In practice, scrutiny aims to hold the council’s executive to account while also shaping policy in the best interests of residents.
Examples of effective scrutiny in the past have included council ‘commissions’ which have focused on issues in the borough such as housing, poverty and skills.
According to a presentation to councillors this week, given the “huge changes” South Tyneside Council has had to make over the last two decades, it was an “opportune time to look at whether the scrutiny function remains fit for purpose.”
The suggested review aimed to look at the current role and function of scrutiny committees/ performance panels and any perceived “barriers” for councillors involved, with a view of making recommendations about the scrutiny function’s structure and operation for the next municipal year.
The council’s main scrutiny panel, the Overview and Scrutiny Coordinating and Call-in Committee (OSCCC), discussed the proposals on Tuesday, May 25.
Councillors were told that the suggestion of a review stemmed from discussions between council officers and the council’s new leadership.
Some members of the committee defended the track record of scrutiny and said it had influenced key local issues and health matters in the past.
But councillor Ed Malcolm said more support and resources from council officers were needed to assist scrutiny committees in future.
Meanwhile, councillor John McCabe, who serves as chair of the People Select Committee, said that the current system worked well but could be improved with a few ‘tweaks.’
This included increased staffing to support the scrutiny process and education and training for councillors serving as ‘scrutineers.’
Other suggestions from the OSCCC included keeping South Tyneside’s residents informed and involved in the scrutiny process and adopting best practice guidance from national organisations.

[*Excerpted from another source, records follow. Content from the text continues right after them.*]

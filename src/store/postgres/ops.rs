use anyhow::{anyhow, Context, Result};
use async_trait::async_trait;

use crate::events::EventKind;
use crate::store::models::{
    ChannelMapping, Checkpoint, Content, Creator, DeadLetter, Subscription, Tier,
};
use crate::store::postgres::PostgresStore;
use crate::store::Store;
use crate::utils::{biguint_to_string, parse_biguint};

#[async_trait]
impl Store for PostgresStore {
    // ==================== CHECKPOINTS ====================

    async fn get_checkpoint(&self, kind: EventKind) -> Result<Option<Checkpoint>> {
        let client = self.pool.get().await?;
        let query = r#"
            SELECT last_event_seq, last_tx_digest, updated_at
            FROM indexer.checkpoints
            WHERE event_kind = $1
        "#;

        let row = client.query_opt(query, &[&kind.as_str()]).await?;
        row.map(|r| {
            let seq: String = r.get("last_event_seq");
            let last_event_seq = parse_biguint(&seq)
                .ok_or_else(|| anyhow!("corrupt checkpoint sequence for {}: {:?}", kind, seq))?;
            Ok(Checkpoint {
                kind,
                last_event_seq,
                last_tx_digest: r.get("last_tx_digest"),
                updated_at: r.get("updated_at"),
            })
        })
        .transpose()
    }

    async fn set_checkpoint(&self, checkpoint: &Checkpoint) -> Result<()> {
        let client = self.pool.get().await?;
        let query = r#"
            INSERT INTO indexer.checkpoints (event_kind, last_event_seq, last_tx_digest, updated_at)
            VALUES ($1, $2, $3, $4)
            ON CONFLICT (event_kind) DO UPDATE SET
                last_event_seq = EXCLUDED.last_event_seq,
                last_tx_digest = EXCLUDED.last_tx_digest,
                updated_at = EXCLUDED.updated_at
        "#;

        client
            .execute(
                query,
                &[
                    &checkpoint.kind.as_str(),
                    &biguint_to_string(&checkpoint.last_event_seq),
                    &checkpoint.last_tx_digest,
                    &checkpoint.updated_at,
                ],
            )
            .await
            .with_context(|| format!("Failed to upsert checkpoint for {}", checkpoint.kind))?;

        Ok(())
    }

    // ==================== CREATORS ====================

    async fn upsert_creator(&self, creator: &Creator) -> Result<()> {
        let client = self.pool.get().await?;
        let query = r#"
            INSERT INTO indexer.creators (address, name, bio, avatar_cid, updated_at)
            VALUES ($1, $2, $3, $4, $5)
            ON CONFLICT (address) DO UPDATE SET
                name = EXCLUDED.name,
                bio = EXCLUDED.bio,
                avatar_cid = EXCLUDED.avatar_cid,
                updated_at = EXCLUDED.updated_at
        "#;

        client
            .execute(
                query,
                &[
                    &creator.address,
                    &creator.name,
                    &creator.bio,
                    &creator.avatar_cid,
                    &creator.updated_at,
                ],
            )
            .await
            .with_context(|| format!("Failed to upsert creator {}", creator.address))?;

        Ok(())
    }

    async fn get_creator(&self, address: &str) -> Result<Option<Creator>> {
        let client = self.pool.get().await?;
        let query = r#"
            SELECT address, name, bio, avatar_cid, updated_at
            FROM indexer.creators
            WHERE address = $1
        "#;

        let row = client.query_opt(query, &[&address]).await?;
        Ok(row.map(|r| Creator {
            address: r.get("address"),
            name: r.get("name"),
            bio: r.get("bio"),
            avatar_cid: r.get("avatar_cid"),
            updated_at: r.get("updated_at"),
        }))
    }

    // ==================== TIERS ====================

    async fn upsert_tier(&self, tier: &Tier) -> Result<()> {
        let client = self.pool.get().await?;
        let query = r#"
            INSERT INTO indexer.tiers (tier_id, creator_address, name, price, duration_days, active, updated_at)
            VALUES ($1, $2, $3, $4, $5, $6, $7)
            ON CONFLICT (tier_id) DO UPDATE SET
                creator_address = EXCLUDED.creator_address,
                name = EXCLUDED.name,
                price = EXCLUDED.price,
                duration_days = EXCLUDED.duration_days,
                active = EXCLUDED.active,
                updated_at = EXCLUDED.updated_at
        "#;

        client
            .execute(
                query,
                &[
                    &tier.tier_id,
                    &tier.creator_address,
                    &tier.name,
                    &biguint_to_string(&tier.price),
                    &tier.duration_days,
                    &tier.active,
                    &tier.updated_at,
                ],
            )
            .await
            .with_context(|| format!("Failed to upsert tier {}", tier.tier_id))?;

        Ok(())
    }

    async fn get_tier(&self, tier_id: &str) -> Result<Option<Tier>> {
        let client = self.pool.get().await?;
        let query = r#"
            SELECT tier_id, creator_address, name, price, duration_days, active, updated_at
            FROM indexer.tiers
            WHERE tier_id = $1
        "#;

        let row = client.query_opt(query, &[&tier_id]).await?;
        row.map(|r| {
            let price: String = r.get("price");
            let price = parse_biguint(&price)
                .ok_or_else(|| anyhow!("corrupt price for tier {}: {:?}", tier_id, price))?;
            Ok(Tier {
                tier_id: r.get("tier_id"),
                creator_address: r.get("creator_address"),
                name: r.get("name"),
                price,
                duration_days: r.get("duration_days"),
                active: r.get("active"),
                updated_at: r.get("updated_at"),
            })
        })
        .transpose()
    }

    // ==================== CONTENT ====================

    async fn upsert_content(&self, content: &Content) -> Result<()> {
        let client = self.pool.get().await?;
        let query = r#"
            INSERT INTO indexer.content (content_id, creator_address, tier_ids, title, payload_cid, updated_at)
            VALUES ($1, $2, $3, $4, $5, $6)
            ON CONFLICT (content_id) DO UPDATE SET
                creator_address = EXCLUDED.creator_address,
                tier_ids = EXCLUDED.tier_ids,
                title = EXCLUDED.title,
                payload_cid = EXCLUDED.payload_cid,
                updated_at = EXCLUDED.updated_at
        "#;

        client
            .execute(
                query,
                &[
                    &content.content_id,
                    &content.creator_address,
                    &content.tier_ids,
                    &content.title,
                    &content.payload_cid,
                    &content.updated_at,
                ],
            )
            .await
            .with_context(|| format!("Failed to upsert content {}", content.content_id))?;

        Ok(())
    }

    async fn get_content(&self, content_id: &str) -> Result<Option<Content>> {
        let client = self.pool.get().await?;
        let query = r#"
            SELECT content_id, creator_address, tier_ids, title, payload_cid, updated_at
            FROM indexer.content
            WHERE content_id = $1
        "#;

        let row = client.query_opt(query, &[&content_id]).await?;
        Ok(row.map(|r| Content {
            content_id: r.get("content_id"),
            creator_address: r.get("creator_address"),
            tier_ids: r.get("tier_ids"),
            title: r.get("title"),
            payload_cid: r.get("payload_cid"),
            updated_at: r.get("updated_at"),
        }))
    }

    // ==================== SUBSCRIPTIONS ====================

    async fn upsert_subscription(&self, subscription: &Subscription) -> Result<()> {
        let client = self.pool.get().await?;
        let query = r#"
            INSERT INTO indexer.subscriptions
                (subscription_id, subscriber_address, tier_id, creator_address, amount, expires_at_ms, updated_at)
            VALUES ($1, $2, $3, $4, $5, $6, $7)
            ON CONFLICT (subscription_id) DO UPDATE SET
                subscriber_address = EXCLUDED.subscriber_address,
                tier_id = EXCLUDED.tier_id,
                creator_address = EXCLUDED.creator_address,
                amount = EXCLUDED.amount,
                expires_at_ms = EXCLUDED.expires_at_ms,
                updated_at = EXCLUDED.updated_at
        "#;

        client
            .execute(
                query,
                &[
                    &subscription.subscription_id,
                    &subscription.subscriber_address,
                    &subscription.tier_id,
                    &subscription.creator_address,
                    &biguint_to_string(&subscription.amount),
                    &subscription.expires_at_ms,
                    &subscription.updated_at,
                ],
            )
            .await
            .with_context(|| {
                format!(
                    "Failed to upsert subscription {}",
                    subscription.subscription_id
                )
            })?;

        Ok(())
    }

    async fn get_subscription(&self, subscription_id: &str) -> Result<Option<Subscription>> {
        let client = self.pool.get().await?;
        let query = r#"
            SELECT subscription_id, subscriber_address, tier_id, creator_address, amount, expires_at_ms, updated_at
            FROM indexer.subscriptions
            WHERE subscription_id = $1
        "#;

        let row = client.query_opt(query, &[&subscription_id]).await?;
        row.map(|r| {
            let amount: String = r.get("amount");
            let amount = parse_biguint(&amount).ok_or_else(|| {
                anyhow!(
                    "corrupt amount for subscription {}: {:?}",
                    subscription_id,
                    amount
                )
            })?;
            Ok(Subscription {
                subscription_id: r.get("subscription_id"),
                subscriber_address: r.get("subscriber_address"),
                tier_id: r.get("tier_id"),
                creator_address: r.get("creator_address"),
                amount,
                expires_at_ms: r.get("expires_at_ms"),
                updated_at: r.get("updated_at"),
            })
        })
        .transpose()
    }

    // ==================== CHANNEL MAPPINGS ====================

    async fn upsert_channel_mapping(&self, mapping: &ChannelMapping) -> Result<()> {
        let client = self.pool.get().await?;
        let query = r#"
            INSERT INTO indexer.channel_mappings (user_address, creator_address, channel_id, updated_at)
            VALUES ($1, $2, $3, $4)
            ON CONFLICT (user_address, creator_address) DO UPDATE SET
                channel_id = EXCLUDED.channel_id,
                updated_at = EXCLUDED.updated_at
        "#;

        client
            .execute(
                query,
                &[
                    &mapping.user_address,
                    &mapping.creator_address,
                    &mapping.channel_id,
                    &mapping.updated_at,
                ],
            )
            .await
            .with_context(|| {
                format!(
                    "Failed to upsert channel mapping ({}, {})",
                    mapping.user_address, mapping.creator_address
                )
            })?;

        Ok(())
    }

    async fn get_channel_mapping(
        &self,
        user_address: &str,
        creator_address: &str,
    ) -> Result<Option<ChannelMapping>> {
        let client = self.pool.get().await?;
        let query = r#"
            SELECT user_address, creator_address, channel_id, updated_at
            FROM indexer.channel_mappings
            WHERE user_address = $1 AND creator_address = $2
        "#;

        let row = client
            .query_opt(query, &[&user_address, &creator_address])
            .await?;
        Ok(row.map(|r| ChannelMapping {
            user_address: r.get("user_address"),
            creator_address: r.get("creator_address"),
            channel_id: r.get("channel_id"),
            updated_at: r.get("updated_at"),
        }))
    }

    // ==================== DEAD LETTERS ====================

    async fn record_dead_letter(&self, dead_letter: &DeadLetter) -> Result<()> {
        let client = self.pool.get().await?;
        let query = r#"
            INSERT INTO indexer.dead_letters (event_kind, event_seq, tx_digest, error, payload, created_at)
            VALUES ($1, $2, $3, $4, $5, $6)
        "#;

        let payload = serde_json::to_string(&dead_letter.payload)
            .context("Failed to serialize dead-letter payload")?;

        client
            .execute(
                query,
                &[
                    &dead_letter.kind.as_str(),
                    &biguint_to_string(&dead_letter.event_seq),
                    &dead_letter.tx_digest,
                    &dead_letter.error,
                    &payload,
                    &dead_letter.created_at,
                ],
            )
            .await
            .with_context(|| {
                format!(
                    "Failed to record dead letter for {} seq {}",
                    dead_letter.kind,
                    biguint_to_string(&dead_letter.event_seq)
                )
            })?;

        Ok(())
    }
}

Following discussion, the committee agreed early recommendations for the council’s scrutiny function, which will feed into the wider review.
This included more council officer support for scrutiny committees and financial support to explore models of scrutiny that are working well in other parts of the country.
Following the meeting, a ‘scoping report’ will be produced to develop the review’s ‘terms of reference’ which will be discussed again in future.
Councillor Rob Dix, chair of the council’s OSCCC, added: “Over the past 12-15 months the way the local authority and its partners have done things has had to change because of Covid.
“I think it’s the job of scrutiny to make sure these changes are in the best interests of the residents and best value for money.”
What is scrutiny?
The Local Government Act 2000 introduced a new political management system for local councils in England and Wales, requiring them to have a separate ‘executive’ – in the case of South Tyneside Council, this is the council leader and cabinet.
The Act also introduced the concept of ‘overview and scrutiny’, designed as a check on the executive, allowing the rest of the council to scrutinise the executive by investigating their decisions and policies, and issuing reports and recommendations.